-- TASK STATEMENT --
Check each line of the material below for "const" and copy those where it appears.

========================================================================

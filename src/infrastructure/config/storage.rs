use std::fs;
use std::io::Write;
use std::path::{Path, PathBuf};

use directories::ProjectDirs;
use thiserror::Error;
use tracing::{info, warn};

use super::app_config::AppConfig;

const APP_QUALIFIER: &str = "com";
const APP_ORGANIZATION: &str = "linuxmobile";
const APP_NAME: &str = "asyncimage";
const CONFIG_FILE_NAME: &str = "config.toml";

/// Errors raised while reading or writing configuration files.
#[derive(Debug, Error)]
#[allow(missing_docs)]
pub enum ConfigError {
    #[error("failed to determine config directory")]
    ConfigDirNotFound,
    #[error("io error: {0}")]
    Io(#[from] std::io::Error),
    #[error("toml serialization error: {0}")]
    TomlSer(#[from] toml::ser::Error),
}

/// Loads `config.toml` from the platform configuration directory.
pub struct ConfigStore {
    config_dir: PathBuf,
}

impl ConfigStore {
    /// Creates a store rooted at the platform configuration directory.
    ///
    /// # Errors
    ///
    /// Returns `ConfigError` if the configuration directory cannot be determined.
    pub fn new() -> Result<Self, ConfigError> {
        let config_dir = ProjectDirs::from(APP_QUALIFIER, APP_ORGANIZATION, APP_NAME)
            .map(|dirs| dirs.config_dir().to_path_buf())
            .ok_or(ConfigError::ConfigDirNotFound)?;

        Ok(Self { config_dir })
    }

    /// Creates a store with a specific directory (useful for testing).
    #[must_use]
    pub const fn with_dir(path: PathBuf) -> Self {
        Self { config_dir: path }
    }

    /// Returns the configuration directory path.
    #[must_use]
    pub fn config_dir(&self) -> &Path {
        &self.config_dir
    }

    /// Loads the application configuration.
    ///
    /// A missing file is created with defaults; a malformed file is left
    /// untouched and defaults are used.
    ///
    /// # Errors
    ///
    /// Returns `ConfigError` if the file cannot be read or the default cannot
    /// be written.
    pub fn load_config(&self, path_override: Option<&Path>) -> Result<AppConfig, ConfigError> {
        let config_path = path_override.map_or_else(
            || self.config_dir.join(CONFIG_FILE_NAME),
            Path::to_path_buf,
        );

        if !config_path.exists() {
            info!(path = %config_path.display(), "Config file not found, creating default");
            let default_config = AppConfig::default();
            if let Some(parent) = config_path.parent() {
                fs::create_dir_all(parent)?;
            }
            Self::save_to_file(&config_path, &default_config)?;
            return Ok(default_config);
        }

        let content = fs::read_to_string(&config_path)?;
        match toml::from_str::<AppConfig>(&content) {
            Ok(config) => Ok(config),
            Err(e) => {
                warn!(path = %config_path.display(), error = %e, "Failed to parse config file, using defaults");
                Ok(AppConfig::default())
            }
        }
    }

    fn save_to_file<T: serde::Serialize>(path: &Path, data: &T) -> Result<(), ConfigError> {
        let content = toml::to_string_pretty(data)?;

        let parent = path
            .parent()
            .ok_or_else(|| std::io::Error::other("Invalid path"))?;
        let mut temp_file = tempfile::NamedTempFile::new_in(parent)?;
        temp_file.write_all(content.as_bytes())?;
        temp_file.persist(path).map_err(|e| e.error)?;

        Ok(())
    }
}

#[cfg(test)]
mod tests {
    use tempfile::tempdir;

    use super::*;
    use crate::domain::entities::CachingPolicy;
    use crate::infrastructure::config::LogLevel;

    #[test]
    fn test_load_config_creates_default_if_missing() {
        let dir = tempdir().unwrap();
        let store = ConfigStore::with_dir(dir.path().join("asyncimage"));

        let config = store.load_config(None).unwrap();
        assert_eq!(config.caching_policy, CachingPolicy::DuringAppSession);

        let config_file = store.config_dir().join(CONFIG_FILE_NAME);
        assert!(config_file.exists());

        let written: AppConfig = toml::from_str(&fs::read_to_string(config_file).unwrap()).unwrap();
        assert_eq!(written.log_level, LogLevel::Info);
    }

    #[test]
    fn test_load_config_reads_existing_file() {
        let dir = tempdir().unwrap();
        let store = ConfigStore::with_dir(dir.path().to_path_buf());
        fs::write(
            dir.path().join(CONFIG_FILE_NAME),
            "caching_policy = \"view-cycle\"\n",
        )
        .unwrap();

        let config = store.load_config(None).unwrap();
        assert_eq!(config.caching_policy, CachingPolicy::WithViewCycle);
    }

    #[test]
    fn test_load_config_honours_override_path() {
        let dir = tempdir().unwrap();
        let store = ConfigStore::with_dir(dir.path().join("unused"));
        let custom = dir.path().join("custom.toml");
        fs::write(&custom, "log_level = \"trace\"\n").unwrap();

        let config = store.load_config(Some(custom.as_path())).unwrap();
        assert_eq!(config.log_level, LogLevel::Trace);
    }

    #[test]
    fn test_load_config_handles_malformed_file() {
        let dir = tempdir().unwrap();
        let store = ConfigStore::with_dir(dir.path().to_path_buf());
        let config_file = dir.path().join(CONFIG_FILE_NAME);

        fs::write(&config_file, "caching_policy = [").unwrap();

        let config = store.load_config(None).unwrap();
        assert_eq!(config.caching_policy, CachingPolicy::DuringAppSession);
        let content = fs::read_to_string(&config_file).unwrap();
        assert_eq!(content, "caching_policy = [");
    }
}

========================================================================

-- TASK RESULT --
const APP_QUALIFIER: &str = "com";
const APP_ORGANIZATION: &str = "linuxmobile";
const APP_NAME: &str = "asyncimage";
const CONFIG_FILE_NAME: &str = "config.toml";
    pub const fn with_dir(path: PathBuf) -> Self {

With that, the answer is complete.